My head is still spinning today!  I mean, this is a crazy sexy man, in the military, with a body like a Greek God, who rides a freaking Harley…


Come on man.  You’re killing me here.

Black Out Dates

29 Apr

I did something this weekend that was kind of…snatchy.  I don’t really know how else to put it…snatchy seems to be the most fitting adjective. I’ll tell you the story, and you be the judge.

Generally, I reserve my weekends for time with friends.  First dates get Monday – Wednesday, and the occasional Sunday or Thursday night.  But Friday and Saturday?  Those are for my friends.  They’re like dating black-out dates. If you’re wondering about why I split my time up, please see yesterday’s post, Friends…or “Friends.”  Anyhow, until someone shows promise for the elusive, “something more,” they remain in the weekday cycle.

As I was sitting at brunch with some friends on Saturday afternoon , I got a text from The Rescheduler (see last week’s blog, A Welcomed Break,) that asked what time we were meeting up…it caught me totally off guard as I forgot to put in my calendar.  Oops.  The only reason I planned it for Saturday was because we had to reschedule a few times, and he was going out of town for three weeks, so I caved and booked on the weekend.

Though I wasn’t really feeling up for a date, I figured I should keep my word and told him 3;30PM would work.  I arrived home and immediately got a call from a friend inviting me to go to an art walk.  I still had a few hours, so I agreed, and we headed out.  As we were getting ready to leave, I realized there was no way I’d be ready in time to meet up with The Rescheduler by 3:30, so I called and asked to move it to an early dinner date at 5:00PM instead; he was totally understanding!  What a nice guy!

On our way to the art walk, we figured we should probably get a cocktail…I mean, art = culture = cocktails, right?  As I was enjoying my tasty beverage, I thought…I’d better move it back just one more hour.  I texted this time, and again, he was totally fine with it!  I was impressed at how easy going he was, and shared that with the girls.
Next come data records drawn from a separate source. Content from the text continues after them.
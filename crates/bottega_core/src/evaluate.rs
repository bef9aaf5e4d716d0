//! The P&L engine.
//!
//! `compute_pnl` is total: any parameter set, in domain or not, yields a
//! result. Ratios that have no finite meaning come back as `None`, never as
//! NaN, infinity or a sentinel.

use crate::model::{ParameterSet, PnlResult};

/// Revenue and food cost for one sales line
#[derive(Debug, Clone, Copy)]
struct LineFigures {
    revenue: f64,
    food_cost: f64,
}

/// Volume-driven food cost: a fixed cost per unit sold
fn unit_cost_line(volume: f64, price: f64, unit_cost: f64, open_days: f64) -> LineFigures {
    LineFigures {
        revenue: volume * price * open_days,
        food_cost: volume * unit_cost * open_days,
    }
}

/// Revenue-driven food cost: a share of the line's sales
fn pct_of_sales_line(volume: f64, price: f64, cost_pct: f64, open_days: f64) -> LineFigures {
    let revenue = volume * price * open_days;
    LineFigures {
        revenue,
        food_cost: revenue * cost_pct,
    }
}

/// Gross salaries carry the employer-cost loading; cash extras and other
/// labor are already fully loaded.
fn labor_total(params: &ParameterSet) -> f64 {
    (params.cook_gross_salary + params.partner_gross_salary) * params.ss_factor
        + params.partner_cash_extra
        + params.other_labor_cost
}

fn fixed_cost_total(params: &ParameterSet) -> f64 {
    params.rent
        + params.utilities
        + params.insurance
        + params.accounting
        + params.pos_and_booking_saas
        + params.other_fixed_overheads
}

/// Gross profit over revenue, or exactly 0.0 when there is no revenue
fn gross_margin_pct(gross_profit: f64, total_revenue: f64) -> f64 {
    if total_revenue > 0.0 {
        gross_profit / total_revenue
    } else {
        0.0
    }
}

/// Solve `margin * S - costs = 0` for `S`.
///
/// Only defined for a strictly positive margin. A quotient that overflows or
/// is NaN (possible only for out-of-domain inputs) is reported as undefined.
fn break_even_sales(gross_margin_pct: f64, operating_costs: f64) -> Option<f64> {
    if gross_margin_pct > 0.0 {
        Some(operating_costs / gross_margin_pct).filter(|s| s.is_finite())
    } else {
        None
    }
}

/// Revenue over break-even, only for a strictly positive break-even
fn safety_ratio(total_revenue: f64, break_even_sales: Option<f64>) -> Option<f64> {
    break_even_sales
        .filter(|&be| be > 0.0)
        .map(|be| total_revenue / be)
        .filter(|r| r.is_finite())
}

/// Compute the monthly P&L for a parameter set.
///
/// All arithmetic is done in `f64` with no intermediate rounding.
#[must_use]
pub fn compute_pnl(params: &ParameterSet) -> PnlResult {
    let open_days = f64::from(params.days_open_per_week) * params.weeks_per_month;

    let menu = unit_cost_line(
        params.menus_per_day,
        params.menu_price,
        params.menu_food_cost_per_unit,
        open_days,
    );
    let cafe = pct_of_sales_line(
        params.cafe_tickets_per_day,
        params.cafe_ticket_avg,
        params.cafe_food_cost_pct,
        open_days,
    );
    let shop = pct_of_sales_line(
        params.shop_tickets_per_day,
        params.shop_ticket_avg,
        params.shop_food_cost_pct,
        open_days,
    );

    let total_revenue = menu.revenue + cafe.revenue + shop.revenue;
    let total_food_cost = menu.food_cost + cafe.food_cost + shop.food_cost;

    let labor_total = labor_total(params);
    let fixed_cost_total = fixed_cost_total(params);

    let gross_profit = total_revenue - total_food_cost;
    let gross_margin_pct = gross_margin_pct(gross_profit, total_revenue);
    let ebitda = gross_profit - labor_total - fixed_cost_total;

    let break_even_sales = break_even_sales(gross_margin_pct, labor_total + fixed_cost_total);
    let safety_ratio = safety_ratio(total_revenue, break_even_sales);

    PnlResult {
        open_days_per_month: open_days,
        rev_menu: menu.revenue,
        rev_cafe: cafe.revenue,
        rev_shop: shop.revenue,
        total_revenue,
        food_menu: menu.food_cost,
        food_cafe: cafe.food_cost,
        food_shop: shop.food_cost,
        total_food_cost,
        labor_total,
        fixed_cost_total,
        gross_profit,
        gross_margin_pct,
        ebitda,
        break_even_sales,
        safety_ratio,
    }
}
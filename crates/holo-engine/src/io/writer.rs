use holo_sdk::Sample;

/// Unified writer trait for record sinks
pub trait Writer {
    /// Write a single sample
    fn write_sample(&mut self, sample: Sample) -> anyhow::Result<()>;

    /// Close the writer and finalize the output
    /// Returns true if any data was written, false otherwise
    fn close(self: Box<Self>) -> anyhow::Result<bool>;
}

pub mod csv;
pub mod jsonl;
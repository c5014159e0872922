use anyhow::Context;
use holo_sdk::{impl_annotator_operator, BaseAnnotator, Result, Sample};
use serde::{Deserialize, Serialize};

pub const NAME: &str = "completeness_annotator";

#[derive(Debug, Clone, PartialEq, Serialize, Deserialize)]
pub struct CompletenessConfig {
    pub columns: Vec<String>,
    #[serde(default = "default_output_col")]
    pub output_col: String,
}

fn default_output_col() -> String {
    "missing_field_count".to_string()
}

/// Counts how many of `columns` are absent or null.
pub struct CompletenessAnnotator {
    config: CompletenessConfig,
}

impl CompletenessAnnotator {
    pub fn new(config: CompletenessConfig) -> Self {
        Self { config }
    }
}

pub fn count_missing(sample: &Sample, columns: &[String]) -> usize {
    columns
        .iter()
        .filter(|col| sample.get(col).map_or(true, |v| v.is_null()))
        .count()
}

impl BaseAnnotator for CompletenessAnnotator {
    fn annotate(&self, sample: &mut Sample) -> Result<()> {
        let missing = count_missing(sample, &self.config.columns);
        sample.set_i64(&self.config.output_col, missing as i64);
        Ok(())
    }
}

impl_annotator_operator!(CompletenessAnnotator);

pub fn register(registry: &mut holo_sdk::OperatorRegistry) {
    registry.register_fn(NAME, |config: &serde_yaml::Value| {
        let config: CompletenessConfig = serde_yaml::from_value(config.clone())
            .with_context(|| format!("Invalid {} config", NAME))?;
        Ok(Box::new(CompletenessAnnotator::new(config)))
    });
}
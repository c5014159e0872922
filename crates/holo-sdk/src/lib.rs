pub mod base;
pub mod field;
pub mod op;
pub mod registry;
pub mod sample;
pub mod schema;

pub use base::{BaseAnnotator, BaseFilter};
pub use field::Field;
pub use op::{Operator, OperatorFactory};
pub use registry::OperatorRegistry;
pub use sample::Sample;
pub use schema::{RecordSchema, SchemaError};

// Re-export anyhow for convenience
pub use anyhow::{Error, Result};
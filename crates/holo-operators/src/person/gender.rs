use anyhow::Context;
use holo_sdk::{impl_annotator_operator, BaseAnnotator, Field, Result, Sample};
use serde::{Deserialize, Serialize};

pub const NAME: &str = "gender_annotator";

#[derive(Debug, Clone, Copy, PartialEq, Eq, Hash)]
pub enum GenderId {
    Male,
    Female,
    /// Anything that is not male or female, including missing.
    Neither,
}

impl GenderId {
    pub fn code(self) -> &'static str {
        match self {
            GenderId::Male => "M",
            GenderId::Female => "F",
            GenderId::Neither => "N",
        }
    }
}

#[derive(Debug, Clone, Copy, PartialEq, Eq, Default, Serialize, Deserialize)]
#[serde(rename_all = "snake_case")]
pub enum GenderMatching {
    #[default]
    CaseInsensitive,
    /// Exact match only; `"MALE"` classifies as `N`.
    CaseSensitive,
}

pub fn classify(raw: Field<&str>, matching: GenderMatching) -> GenderId {
    let text = match raw {
        Field::Value(text) => text,
        Field::Missing => return GenderId::Neither,
    };
    let is = |label: &str| match matching {
        GenderMatching::CaseInsensitive => text.eq_ignore_ascii_case(label),
        GenderMatching::CaseSensitive => text == label,
    };
    if is("male") {
        GenderId::Male
    } else if is("female") {
        GenderId::Female
    } else {
        GenderId::Neither
    }
}

#[derive(Debug, Clone, PartialEq, Serialize, Deserialize)]
pub struct GenderConfig {
    #[serde(default = "default_input_col")]
    pub input_col: String,
    #[serde(default = "default_output_col")]
    pub output_col: String,
    #[serde(default)]
    pub matching: GenderMatching,
}

fn default_input_col() -> String {
    super::GENDER.to_string()
}

fn default_output_col() -> String {
    super::GENDER_ID.to_string()
}

impl Default for GenderConfig {
    fn default() -> Self {
        Self {
            input_col: default_input_col(),
            output_col: default_output_col(),
            matching: GenderMatching::default(),
        }
    }
}

pub struct GenderAnnotator {
    config: GenderConfig,
}

impl GenderAnnotator {
    pub fn new(config: GenderConfig) -> Self {
        Self { config }
    }
}

impl BaseAnnotator for GenderAnnotator {
    fn annotate(&self, sample: &mut Sample) -> Result<()> {
        let id = classify(sample.field_str(&self.config.input_col), self.config.matching);
        sample.set_str(&self.config.output_col, id.code());
        Ok(())
    }
}

impl_annotator_operator!(GenderAnnotator);

pub fn register(registry: &mut holo_sdk::OperatorRegistry) {
    registry.register_fn(NAME, |config: &serde_yaml::Value| {
        let config: GenderConfig = if config.is_null() {
            GenderConfig::default()
        } else {
            serde_yaml::from_value(config.clone())
                .with_context(|| format!("Invalid {} config", NAME))?
        };
        Ok(Box::new(GenderAnnotator::new(config)))
    });
}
After cocktail #2 (a delicious mojito, by the way,) my friend Lyndsey looked at me, looked at her drink, then looked at me again, and said, “I don’t want you to go on your date! I want you to stay with us!” (Sidebar: you may be reading this thinking, ‘Wow, that sounds incredibly whiny,’ but really, it was sweet…almost moving…which I hope explains the following course of events.)

Lyndsey: “Don’t go on your date!”

Me: “I know…I know…but I can’t cancel, we’ve already rescheduled three times and he is going out of town for three weeks!! Ugh.  You cancel for me!” (Please note, I was COMPLETELY joking when I made that statement.  I wasn’t suggesting that she actually call and cancel for me…but Lyndsey…well she has a mind of her own…
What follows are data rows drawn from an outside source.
pub mod completeness;

use holo_sdk::OperatorRegistry;

pub fn register(registry: &mut OperatorRegistry) {
    completeness::register(registry);
}
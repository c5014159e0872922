pub mod io;
pub mod manifest;
pub mod plan;
pub mod runner;
pub mod spec;

pub use manifest::Manifest;
pub use plan::{Plan, ProcessedBatch, ProcessingStatistics, RecordFailure, StepStatistics};
pub use runner::{default_registry, extract_with, run_extract, run_pipeline};
pub use spec::PipelineSpec;
use super::Reader;
use anyhow::Context;
use holo_sdk::Sample;
use serde_json::Value;
use std::fs::File;
use std::io::{BufRead, BufReader, Lines};
use std::path::{Path, PathBuf};

pub struct JsonlReader {
    path: PathBuf,
    lines: Lines<BufReader<File>>,
    line_no: usize,
}

impl JsonlReader {
    pub fn new(path: &Path) -> anyhow::Result<Self> {
        let file = File::open(path).with_context(|| format!("Failed to open {:?}", path))?;
        Ok(Self {
            path: path.to_path_buf(),
            lines: BufReader::new(file).lines(),
            line_no: 0,
        })
    }
}

impl Iterator for JsonlReader {
    type Item = anyhow::Result<Sample>;

    fn next(&mut self) -> Option<Self::Item> {
        loop {
            let line = match self.lines.next()? {
                Ok(line) => line,
                Err(e) => return Some(Err(anyhow::anyhow!("Failed to read line: {}", e))),
            };
            self.line_no += 1;

            // Blank lines carry no record
            if line.trim().is_empty() {
                continue;
            }

            return Some(
                serde_json::from_str::<Value>(&line)
                    .map(Sample)
                    .with_context(|| {
                        format!("Failed to parse JSON at {:?} line {}", self.path, self.line_no)
                    }),
            );
        }
    }
}

impl Reader for JsonlReader {}
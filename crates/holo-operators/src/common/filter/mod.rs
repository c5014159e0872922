pub mod numeric_range_filter;

use holo_sdk::OperatorRegistry;

pub fn register(registry: &mut OperatorRegistry) {
    numeric_range_filter::register(registry);
}
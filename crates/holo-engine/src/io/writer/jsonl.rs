use super::Writer;
use anyhow::Context;
use holo_sdk::Sample;
use std::fs::File;
use std::io::{BufWriter, Write};
use std::path::{Path, PathBuf};
use tracing::warn;

pub struct JsonlWriter {
    writer: BufWriter<File>,
    columns: Vec<String>,
    buffer: Vec<Sample>,
    partition_size: usize,
    path: PathBuf,          // Store path for potential deletion
    samples_written: usize, // Track number of samples written
}

impl JsonlWriter {
    /// An empty `columns` list writes every key of each sample as-is.
    pub fn new(path: &Path, columns: Vec<String>) -> anyhow::Result<Self> {
        let output_file =
            File::create(path).with_context(|| format!("Failed to create {:?}", path))?;
        Ok(Self {
            writer: BufWriter::new(output_file),
            columns,
            buffer: Vec::new(),
            partition_size: 50000,
            path: path.to_path_buf(),
            samples_written: 0,
        })
    }

    fn project(&self, sample: &Sample) -> serde_json::Value {
        if self.columns.is_empty() {
            return sample.as_value().clone();
        }
        let mut projected = Sample::new();
        for col in &self.columns {
            let value = sample.get(col).cloned().unwrap_or_default();
            projected.set_value(col.as_str(), value);
        }
        projected.into_value()
    }

    /// Flush buffer to disk
    fn flush(&mut self) -> anyhow::Result<()> {
        if self.buffer.is_empty() {
            return Ok(());
        }

        // One write call per buffer instead of one per sample
        let mut output = String::with_capacity(self.buffer.len() * 200);
        for sample in &self.buffer {
            let json_str = serde_json::to_string(&self.project(sample))?;
            output.push_str(&json_str);
            output.push('\n');
        }

        self.writer.write_all(output.as_bytes())?;
        self.samples_written += self.buffer.len();
        self.buffer.clear();
        Ok(())
    }
}

impl Writer for JsonlWriter {
    fn write_sample(&mut self, sample: Sample) -> anyhow::Result<()> {
        self.buffer.push(sample);

        if self.buffer.len() >= self.partition_size {
            self.flush()?;
        }

        Ok(())
    }

    fn close(mut self: Box<Self>) -> anyhow::Result<bool> {
        self.flush()?;
        self.writer.flush()?;
        let has_data = self.samples_written > 0;

        // If no data was written, delete the file
        if !has_data {
            drop(self.writer);
            if let Err(e) = std::fs::remove_file(&self.path) {
                warn!(path = %self.path.display(), "failed to remove empty output: {}", e);
            }
        }

        Ok(has_data)
    }
}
Lyndsey: “Fantastic idea!”

<she proceeds to call The Rescheduler from my cell> And ok, she can’t really be to blame here, I mean, I did dial the number for her.

Lyndsey: “Hi! This is Lyndsey, Andrea’s friend, and I have some bad news.  I know you have a date but, well, I’ve kidnapped Andrea.  You see, we’re drinking, and I drove, so I couldn’t possibly drive her anywhere as I wouldn’t want to break the law.  Really, it has nothing to do with her, she really wants to go, but she doesn’t have a choice.  In fact, I saw your match.com profile and think you’re totally cute! BESIDES, you’re going out of town for three weeks! If you go out with her now, you’ll have a great time, and you’ll just MISS her like crazy.  You guys will have to call and text…honestly, you’re better off just waiting til you get back in town!” <talking on the other end> “mmhmm…yep! Thanks for being so cool about it! You’re totally in with us already! Ok great! Bye!”

I was oddly impressed and embarrassed at the same time.

She said that he was totally cool with the whole thing, laughed it off, and said he totally understood.  Still…I have a feeling this date will never come to fruition.

Yes, yes, I realize in hindsight (and honestly, I realized it in the moment as well,) that it was a slightly (or maybe just shy of incredibly,) childish move…and shame on me for not speaking for myself.  Though, you have to admit, it’s also hilarious.